-------- Data records

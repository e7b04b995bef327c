//! # scatterfill algorithms
//!
//! Interpolation of values attached to scattered points.
//!
//! ## Available components
//!
//! - **interpolation**: nearest neighbor, inverse distance weighting and
//!   linear (triangulation based) interpolators, the NaN-tolerant driver
//!   and clutter filling for polar fields
//! - **interpolation::covariance**: covariance models parsed from text
//!
//! ```
//! use ndarray::{arr1, arr2};
//! use scatterfill_algorithms::prelude::*;
//!
//! let ip = Method::InverseDistance(IdwParams { k: 2, power: 1.0 })
//!     .build(arr2(&[[0.0], [10.0]]), arr2(&[[5.0]]))
//!     .unwrap();
//! let out = ip.evaluate(&arr1(&[0.0, 100.0])).unwrap();
//! assert!((out[0] - 50.0).abs() < 1e-12);
//! ```

pub mod interpolation;
mod maybe_rayon;

/// Prelude for convenient imports
pub mod prelude {
    pub use crate::interpolation::{
        fill_masked_polar, interpolate_with_missing, parse_covariogram, IdwInterpolator,
        IdwParams, Interpolator, LinearInterpolator, LinearParams, Method, NearestInterpolator,
        NearestParams,
    };
    pub use scatterfill_core::prelude::*;
}
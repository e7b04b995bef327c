//! Cell element trait for masked fields

use num_traits::{NumCast, Zero};
use std::fmt::Debug;

/// Trait for types that can be stored in a field cell.
///
/// Interpolation itself runs in `f64`; this trait provides the lossless
/// widening into `f64` and the (rounding) narrowing back into the cell type.
pub trait FieldElement:
    Copy + Clone + Debug + PartialOrd + PartialEq + NumCast + Zero + Send + Sync + 'static
{
    /// Check if this value is an invalid marker (NaN or the nodata value)
    fn is_invalid(&self, nodata: Option<Self>) -> bool;

    /// Whether this type is a floating point type
    fn is_float() -> bool;

    /// Widen self into f64
    fn as_f64(self) -> Option<f64> {
        NumCast::from(self)
    }

    /// Convert an interpolated f64 back into a cell value.
    ///
    /// Integer types round to the nearest value; `None` if out of range.
    fn from_f64(value: f64) -> Option<Self> {
        if Self::is_float() {
            NumCast::from(value)
        } else {
            NumCast::from(value.round())
        }
    }
}

macro_rules! impl_field_element_int {
    ($t:ty) => {
        impl FieldElement for $t {
            fn is_invalid(&self, nodata: Option<Self>) -> bool {
                match nodata {
                    Some(nd) => *self == nd,
                    None => false,
                }
            }

            fn is_float() -> bool {
                false
            }
        }
    };
}

macro_rules! impl_field_element_float {
    ($t:ty) => {
        impl FieldElement for $t {
            fn is_invalid(&self, nodata: Option<Self>) -> bool {
                if !self.is_finite() {
                    return true;
                }
                match nodata {
                    Some(nd) => (self - nd).abs() < <$t>::EPSILON * 100.0,
                    None => false,
                }
            }

            fn is_float() -> bool {
                true
            }
        }
    };
}

impl_field_element_int!(i8);
impl_field_element_int!(i16);
impl_field_element_int!(i32);
impl_field_element_int!(i64);
impl_field_element_int!(u8);
impl_field_element_int!(u16);
impl_field_element_int!(u32);
impl_field_element_int!(u64);
impl_field_element_float!(f32);
impl_field_element_float!(f64);
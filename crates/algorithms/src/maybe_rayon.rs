//! Compatibility layer for rayon/sequential execution.
//!
//! With the `parallel` feature this re-exports rayon's parallel iterators.
//! Without it, `into_par_iter()` falls back to `into_iter()` so the same
//! per-target loops compile to plain sequential iterator chains.
#[cfg(feature = "parallel")]
pub use rayon::prelude::*;

#[cfg(not(feature = "parallel"))]
mod sequential {
    /// Sequential stand-in for `rayon::prelude::IntoParallelIterator`.
    pub trait IntoParallelIterator {
        type Iter;
        type Item;
        fn into_par_iter(self) -> Self::Iter;
    }

    impl<I: IntoIterator> IntoParallelIterator for I {
        type Iter = I::IntoIter;
        type Item = I::Item;
        fn into_par_iter(self) -> Self::Iter {
            self.into_iter()
        }
    }
}

#[cfg(not(feature = "parallel"))]
pub use sequential::*;
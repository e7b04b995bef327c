//! N-dimensional k-d tree for spatial indexing
//!
//! Provides O(log n) nearest-neighbor and k-nearest-neighbor queries
//! over a [`CoordinateSet`] of any dimensionality. Built once per source
//! set and shared by the nearest-neighbor and IDW interpolators.
//!
//! Equal distances are ordered by ascending source index, so every query
//! is deterministic: of two equidistant sources the lower index wins.
//!
//! Reference:
//! Bentley, J.L. (1975). Multidimensional binary search trees used
//! for associative searching. CACM, 18(9).

use std::cmp::Ordering;

use ndarray::Array2;
use scatterfill_core::CoordinateSet;

use crate::maybe_rayon::*;

/// A k-d tree over the points of a [`CoordinateSet`].
#[derive(Debug)]
pub struct KdTree {
    nodes: Vec<KdNode>,
    points: CoordinateSet,
}

#[derive(Debug)]
struct KdNode {
    /// Index into `points`
    point_idx: usize,
    /// Split dimension, cycles through 0..dim with depth
    split_dim: usize,
    /// Left child index (None = leaf)
    left: Option<usize>,
    /// Right child index (None = leaf)
    right: Option<usize>,
}

/// One neighbor found by a query
#[derive(Debug, Clone, Copy, PartialEq)]
pub struct Neighbor {
    /// Index of the source point
    pub index: usize,
    pub distance_sq: f64,
}

impl Neighbor {
    /// Euclidean distance to the query point
    #[inline]
    pub fn distance(&self) -> f64 {
        self.distance_sq.sqrt()
    }
}

#[inline]
fn is_finite_point(p: &[f64]) -> bool {
    p.iter().all(|c| c.is_finite())
}

/// Ordering by (distance, index), the tie-break used by all queries
#[inline]
fn cmp_key(a: (f64, usize), b: (f64, usize)) -> Ordering {
    a.0.total_cmp(&b.0).then(a.1.cmp(&b.1))
}

/// Result of a k-nearest query over many targets.
///
/// Row `t` holds the neighbors of target `t` by ascending distance.
/// When fewer than `k` sources exist, the remaining slots hold an
/// infinite distance and the out-of-range index `num_sources`.
#[derive(Debug, Clone)]
pub struct NeighborTable {
    distances: Array2<f64>,
    indices: Array2<usize>,
    num_sources: usize,
}

impl NeighborTable {
    /// Euclidean distances, shape (targets, k)
    pub fn distances(&self) -> &Array2<f64> {
        &self.distances
    }

    /// Source indices, shape (targets, k)
    pub fn indices(&self) -> &Array2<usize> {
        &self.indices
    }

    pub fn num_targets(&self) -> usize {
        self.distances.nrows()
    }

    pub fn k(&self) -> usize {
        self.distances.ncols()
    }

    pub fn num_sources(&self) -> usize {
        self.num_sources
    }

    /// Finite (distance, source index) pairs of target `t`, nearest first.
    pub fn valid(&self, t: usize) -> Vec<(f64, usize)> {
        self.distances
            .row(t)
            .iter()
            .zip(self.indices.row(t))
            .filter(|(d, _)| d.is_finite())
            .map(|(&d, &i)| (d, i))
            .collect()
    }
}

----------------

The problem ▸
Every line above needs to be repeated exactly as shown.

Solution for this exercise ▸
repository e7b04b995bef327c
//! # scatterfill algorithms
//!
//! Interpolation of values attached to scattered points.
//!
//! ## Available components
//!
//! - **interpolation**: nearest neighbor, inverse distance weighting and
//!   linear (triangulation based) interpolators, the NaN-tolerant driver
//!   and clutter filling for polar fields
//! - **interpolation::covariance**: covariance models parsed from text
//!
//! ```
//! use ndarray::{arr1, arr2};
//! use scatterfill_algorithms::prelude::*;
//!
//! let ip = Method::InverseDistance(IdwParams { k: 2, power: 1.0 })
//!     .build(arr2(&[[0.0], [10.0]]), arr2(&[[5.0]]))
//!     .unwrap();
//! let out = ip.evaluate(&arr1(&[0.0, 100.0])).unwrap();
//! assert!((out[0] - 50.0).abs() < 1e-12);
//! ```

pub mod interpolation;
mod maybe_rayon;

/// Prelude for convenient imports
pub mod prelude {
    pub use crate::interpolation::{
        fill_masked_polar, interpolate_with_missing, parse_covariogram, IdwInterpolator,
        IdwParams, Interpolator, LinearInterpolator, LinearParams, Method, NearestInterpolator,
        NearestParams,
    };
    pub use scatterfill_core::prelude::*;
}
repository e7b04b995bef327c
//! Cell element trait for masked fields

use num_traits::{NumCast, Zero};
use std::fmt::Debug;

/// Trait for types that can be stored in a field cell.
///
/// Interpolation itself runs in `f64`; this trait provides the lossless
/// widening into `f64` and the (rounding) narrowing back into the cell type.
pub trait FieldElement:
    Copy + Clone + Debug + PartialOrd + PartialEq + NumCast + Zero + Send + Sync + 'static
{
    /// Check if this value is an invalid marker (NaN or the nodata value)
    fn is_invalid(&self, nodata: Option<Self>) -> bool;

    /// Whether this type is a floating point type
    fn is_float() -> bool;

    /// Widen self into f64
    fn as_f64(self) -> Option<f64> {
        NumCast::from(self)
    }

    /// Convert an interpolated f64 back into a cell value.
    ///
    /// Integer types round to the nearest value; `None` if out of range.
    fn from_f64(value: f64) -> Option<Self> {
        if Self::is_float() {
            NumCast::from(value)
        } else {
            NumCast::from(value.round())
        }
    }
}

macro_rules! impl_field_element_int {
    ($t:ty) => {
        impl FieldElement for $t {
            fn is_invalid(&self, nodata: Option<Self>) -> bool {
                match nodata {
                    Some(nd) => *self == nd,
                    None => false,
                }
            }

            fn is_float() -> bool {
                false
            }
        }
    };
}

macro_rules! impl_field_element_float {
    ($t:ty) => {
        impl FieldElement for $t {
            fn is_invalid(&self, nodata: Option<Self>) -> bool {
                if !self.is_finite() {
                    return true;
                }
                match nodata {
                    Some(nd) => (self - nd).abs() < <$t>::EPSILON * 100.0,
                    None => false,
                }
            }

            fn is_float() -> bool {
                true
            }
        }
    };
}

impl_field_element_int!(i8);
impl_field_element_int!(i16);
impl_field_element_int!(i32);
impl_field_element_int!(i64);
impl_field_element_int!(u8);
impl_field_element_int!(u16);
impl_field_element_int!(u32);
impl_field_element_int!(u64);
impl_field_element_float!(f32);
impl_field_element_float!(f64);
filename crates/algorithms/src/maybe_rayon.rs
//! Compatibility layer for rayon/sequential execution.
//!
//! With the `parallel` feature this re-exports rayon's parallel iterators.
//! Without it, `into_par_iter()` falls back to `into_iter()` so the same
//! per-target loops compile to plain sequential iterator chains.
#[cfg(feature = "parallel")]
pub use rayon::prelude::*;

#[cfg(not(feature = "parallel"))]
mod sequential {
    /// Sequential stand-in for `rayon::prelude::IntoParallelIterator`.
    pub trait IntoParallelIterator {
        type Iter;
        type Item;
        fn into_par_iter(self) -> Self::Iter;
    }

    impl<I: IntoIterator> IntoParallelIterator for I {
        type Iter = I::IntoIter;
        type Item = I::Item;
        fn into_par_iter(self) -> Self::Iter {
            self.into_iter()
        }
    }
}

#[cfg(not(feature = "parallel"))]
pub use sequential::*;
repository e7b04b995bef327c
//! N-dimensional k-d tree for spatial indexing
//!
//! Provides O(log n) nearest-neighbor and k-nearest-neighbor queries
//! over a [`CoordinateSet`] of any dimensionality. Built once per source
//! set and shared by the nearest-neighbor and IDW interpolators.
//!
//! Equal distances are ordered by ascending source index, so every query
//! is deterministic: of two equidistant sources the lower index wins.
//!
//! Reference:
//! Bentley, J.L. (1975). Multidimensional binary search trees used
//! for associative searching. CACM, 18(9).

use std::cmp::Ordering;

use ndarray::Array2;
use scatterfill_core::CoordinateSet;

use crate::maybe_rayon::*;

/// A k-d tree over the points of a [`CoordinateSet`].
#[derive(Debug)]
pub struct KdTree {
    nodes: Vec<KdNode>,
    points: CoordinateSet,
}

#[derive(Debug)]
struct KdNode {
    /// Index into `points`
    point_idx: usize,
    /// Split dimension, cycles through 0..dim with depth
    split_dim: usize,
    /// Left child index (None = leaf)
    left: Option<usize>,
    /// Right child index (None = leaf)
    right: Option<usize>,
}

/// One neighbor found by a query
#[derive(Debug, Clone, Copy, PartialEq)]
pub struct Neighbor {
    /// Index of the source point
    pub index: usize,
    pub distance_sq: f64,
}

impl Neighbor {
    /// Euclidean distance to the query point
    #[inline]
    pub fn distance(&self) -> f64 {
        self.distance_sq.sqrt()
    }
}

#[inline]
fn is_finite_point(p: &[f64]) -> bool {
    p.iter().all(|c| c.is_finite())
}

/// Ordering by (distance, index), the tie-break used by all queries
#[inline]
fn cmp_key(a: (f64, usize), b: (f64, usize)) -> Ordering {
    a.0.total_cmp(&b.0).then(a.1.cmp(&b.1))
}

/// Result of a k-nearest query over many targets.
///
/// Row `t` holds the neighbors of target `t` by ascending distance.
/// When fewer than `k` sources exist, the remaining slots hold an
/// infinite distance and the out-of-range index `num_sources`.
#[derive(Debug, Clone)]
pub struct NeighborTable {
    distances: Array2<f64>,
    indices: Array2<usize>,
    num_sources: usize,
}

impl NeighborTable {
    /// Euclidean distances, shape (targets, k)
    pub fn distances(&self) -> &Array2<f64> {
        &self.distances
    }

    /// Source indices, shape (targets, k)
    pub fn indices(&self) -> &Array2<usize> {
        &self.indices
    }

    pub fn num_targets(&self) -> usize {
        self.distances.nrows()
    }

    pub fn k(&self) -> usize {
        self.distances.ncols()
    }

    pub fn num_sources(&self) -> usize {
        self.num_sources
    }

    /// Finite (distance, source index) pairs of target `t`, nearest first.
    pub fn valid(&self, t: usize) -> Vec<(f64, usize)> {
        self.distances
            .row(t)
            .iter()
            .zip(self.indices.row(t))
            .filter(|(d, _)| d.is_finite())
            .map(|(&d, &i)| (d, i))
            .collect()
    }
}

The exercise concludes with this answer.